Your assignment> Your task is to retype each line of the data below exactly.

^^^^^^^^^^^^^^^^

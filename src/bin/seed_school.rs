#[path = "../env.rs"]
mod env;

use anyhow::Context;
use env::EnvFileStatus;
use sqlx::SqlitePool;
use tracing::{info, warn};

const COURSES: [&str; 3] = ["1° A", "1° B", "2° A"];

/// Subject name and the courses it is taught in.
const SUBJECTS: [(&str, &[&str]); 5] = [
    ("Matemática", &["1° A", "1° B", "2° A"]),
    ("Lengua", &["1° A", "1° B", "2° A"]),
    ("Historia", &["1° A", "1° B"]),
    ("Biología", &["2° A"]),
    ("Educación Física", &["1° A", "2° A"]),
];

#[tokio::main]
async fn main() -> anyhow::Result<()> {
    let env_files = env::load_environment().context("Failed to load environment files")?;

    tracing_subscriber::fmt()
        .with_env_filter(
            tracing_subscriber::EnvFilter::try_from_default_env()
                .unwrap_or_else(|_| "info,sqlx=warn".into()),
        )
        .init();

    for status in env_files {
        match status {
            EnvFileStatus::Loaded(path) => info!("Loaded environment from: {}", path),
            EnvFileStatus::Missing(path) => warn!("Environment file {} not found, skipping", path),
        }
    }

    let database_url = env::database_url();

    let pool = SqlitePool::connect(&database_url)
        .await
        .with_context(|| format!("Failed to connect to {}", database_url))?;

    sqlx::migrate!("./migrations")
        .run(&pool)
        .await
        .context("Failed to run migrations")?;

    let existing: i64 = sqlx::query_scalar("SELECT COUNT(*) FROM cursos")
        .fetch_one(&pool)
        .await?;

    if existing > 0 {
        info!("Database already has {} courses, nothing to seed", existing);
        return Ok(());
    }

    let mut tx = pool.begin().await?;
    let mut course_ids = Vec::with_capacity(COURSES.len());

    for course in COURSES {
        let res = sqlx::query("INSERT INTO cursos (nombre) VALUES (?)")
            .bind(course)
            .execute(&mut *tx)
            .await?;
        course_ids.push((course, res.last_insert_rowid()));
    }

    for (subject, courses) in SUBJECTS {
        let subject_id = sqlx::query("INSERT INTO materias (nombre) VALUES (?)")
            .bind(subject)
            .execute(&mut *tx)
            .await?
            .last_insert_rowid();

        for course in courses {
            let course_id = course_ids
                .iter()
                .find(|(name, _)| name == course)
                .map(|(_, id)| *id)
                .with_context(|| format!("Unknown course {} for {}", course, subject))?;

            sqlx::query("INSERT INTO curso_materia (curso_id, materia_id) VALUES (?, ?)")
                .bind(course_id)
                .bind(subject_id)
                .execute(&mut *tx)
                .await?;
        }
    }

    tx.commit().await?;

    info!(
        "Seeded {} courses and {} subjects",
        COURSES.len(),
        SUBJECTS.len()
    );
    Ok(())
}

^^^^^^^^^^^^^^^^

Answer box>
filename src/bin/seed_school.rs
#[path = "../env.rs"]
mod env;

use anyhow::Context;
use env::EnvFileStatus;
use sqlx::SqlitePool;
use tracing::{info, warn};

const COURSES: [&str; 3] = ["1° A", "1° B", "2° A"];

/// Subject name and the courses it is taught in.
const SUBJECTS: [(&str, &[&str]); 5] = [
    ("Matemática", &["1° A", "1° B", "2° A"]),
    ("Lengua", &["1° A", "1° B", "2° A"]),
    ("Historia", &["1° A", "1° B"]),
    ("Biología", &["2° A"]),
    ("Educación Física", &["1° A", "2° A"]),
];

#[tokio::main]
async fn main() -> anyhow::Result<()> {
    let env_files = env::load_environment().context("Failed to load environment files")?;

    tracing_subscriber::fmt()
        .with_env_filter(
            tracing_subscriber::EnvFilter::try_from_default_env()
                .unwrap_or_else(|_| "info,sqlx=warn".into()),
        )
        .init();

    for status in env_files {
        match status {
            EnvFileStatus::Loaded(path) => info!("Loaded environment from: {}", path),
            EnvFileStatus::Missing(path) => warn!("Environment file {} not found, skipping", path),
        }
    }

    let database_url = env::database_url();

    let pool = SqlitePool::connect(&database_url)
        .await
        .with_context(|| format!("Failed to connect to {}", database_url))?;

    sqlx::migrate!("./migrations")
        .run(&pool)
        .await
        .context("Failed to run migrations")?;

    let existing: i64 = sqlx::query_scalar("SELECT COUNT(*) FROM cursos")
        .fetch_one(&pool)
        .await?;

    if existing > 0 {
        info!("Database already has {} courses, nothing to seed", existing);
        return Ok(());
    }

    let mut tx = pool.begin().await?;
    let mut course_ids = Vec::with_capacity(COURSES.len());

    for course in COURSES {
        let res = sqlx::query("INSERT INTO cursos (nombre) VALUES (?)")
            .bind(course)
            .execute(&mut *tx)
            .await?;
        course_ids.push((course, res.last_insert_rowid()));
    }

    for (subject, courses) in SUBJECTS {
        let subject_id = sqlx::query("INSERT INTO materias (nombre) VALUES (?)")
            .bind(subject)
            .execute(&mut *tx)
            .await?
            .last_insert_rowid();

        for course in courses {
            let course_id = course_ids
                .iter()
                .find(|(name, _)| name == course)
                .map(|(_, id)| *id)
                .with_context(|| format!("Unknown course {} for {}", course, subject))?;

            sqlx::query("INSERT INTO curso_materia (curso_id, materia_id) VALUES (?, ?)")
                .bind(course_id)
                .bind(subject_id)
                .execute(&mut *tx)
                .await?;
        }
    }

    tx.commit().await?;

    info!(
        "Seeded {} courses and {} subjects",
        COURSES.len(),
        SUBJECTS.len()
    );
    Ok(())
}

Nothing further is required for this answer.